======== Provided records ========

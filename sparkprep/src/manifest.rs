//! A YAML "application manifest" describing everything `prepare` needs to
//! launch a Spark application.

use anyhow::Context;
use serde::Deserialize;
use sparkprep_common::{
    prelude::{fs, Path, PathBuf},
    secret::SecretMountSpec,
};

/// The launcher we run unless told otherwise.
const DEFAULT_SUBMITTER: &str = "/opt/spark/bin/spark-submit";

/// Represents an application manifest file.
#[derive(Clone, Debug, Deserialize, Eq, PartialEq)]
#[serde(deny_unknown_fields)]
pub struct AppManifest {
    /// Namespace of the SparkApplication.
    pub namespace: String,
    /// Name of the SparkApplication.
    pub name: String,
    /// ConfigMaps and Secrets to write to disk.
    #[serde(default)]
    pub resources: Vec<ResourceRef>,
    /// Settings for the driver pod.
    #[serde(default)]
    pub driver: RoleSpec,
    /// Settings for executor pods.
    #[serde(default)]
    pub executor: RoleSpec,
    /// How to invoke the launcher.
    pub submit: SubmitSpec,
}

/// A fetched ConfigMap or Secret, stored as JSON.
#[derive(Clone, Debug, Deserialize, Eq, PartialEq)]
#[serde(deny_unknown_fields)]
pub struct ResourceRef {
    /// Path to the JSON file, relative to the manifest.
    pub file: PathBuf,
    /// If present, pass `--conf <conf>=<directory>` to the launcher.
    #[serde(default)]
    pub conf: Option<String>,
}

/// Settings for one kind of Spark pod.
#[derive(Clone, Debug, Default, Deserialize, Eq, PartialEq)]
#[serde(deny_unknown_fields)]
pub struct RoleSpec {
    /// Secrets to mount into pods of this kind.
    #[serde(default)]
    pub secrets: Vec<SecretMountSpec>,
}

/// How the launch script runs `spark-submit`.
#[derive(Clone, Debug, Deserialize, Eq, PartialEq)]
#[serde(deny_unknown_fields)]
pub struct SubmitSpec {
    /// The launcher to run. Defaults to `/opt/spark/bin/spark-submit`.
    #[serde(default = "default_submitter")]
    pub command: String,
    /// Extra `--conf` options, passed after the generated ones.
    #[serde(default)]
    pub conf: Vec<String>,
    /// Everything after the `--conf` options: usually `--class`, the
    /// application file, and its arguments.
    #[serde(default)]
    pub args: Vec<String>,
}

fn default_submitter() -> String {
    DEFAULT_SUBMITTER.to_owned()
}

impl AppManifest {
    /// Load a manifest from `path`.
    pub fn from_file(path: &Path) -> anyhow::Result<AppManifest> {
        let yaml = fs::read_to_string(path)
            .with_context(|| format!("could not read {}", path.display()))?;
        serde_yaml::from_str(&yaml)
            .with_context(|| format!("could not parse {}", path.display()))
    }
}

#[test]
fn parse_app_manifest() {
    use sparkprep_common::secret::SecretKind;

    let yaml = r#"
namespace: spark
name: pi
resources:
  - file: spark-conf.json
    conf: spark.kubernetes.hadoop.configMapName
  - file: gcp.json
driver:
  secrets:
    - name: gcp
      path: /mnt/secrets/gcp
      secretType: GCPServiceAccount
submit:
  args: ["--class", "org.apache.spark.examples.SparkPi", "local:///opt/spark/examples.jar"]
"#;

    let parsed: AppManifest = serde_yaml::from_str(yaml).expect("parse error");
    assert_eq!(parsed.namespace, "spark");
    assert_eq!(parsed.name, "pi");
    assert_eq!(parsed.resources.len(), 2);
    assert_eq!(parsed.resources[1].conf, None);
    assert_eq!(parsed.driver.secrets[0].kind, SecretKind::CloudServiceAccount);
    assert!(parsed.executor.secrets.is_empty());
    assert_eq!(parsed.submit.command, DEFAULT_SUBMITTER);
    assert_eq!(parsed.submit.args[0], "--class");
}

========

Your task
Print, without alteration, only the lines above between the one holding "unless told otherwise." and the one holding "pub struct AppManifest", inclusive.

Solved exercise
/// The launcher we run unless told otherwise.
const DEFAULT_SUBMITTER: &str = "/opt/spark/bin/spark-submit";

/// Represents an application manifest file.
#[derive(Clone, Debug, Deserialize, Eq, PartialEq)]
#[serde(deny_unknown_fields)]
pub struct AppManifest {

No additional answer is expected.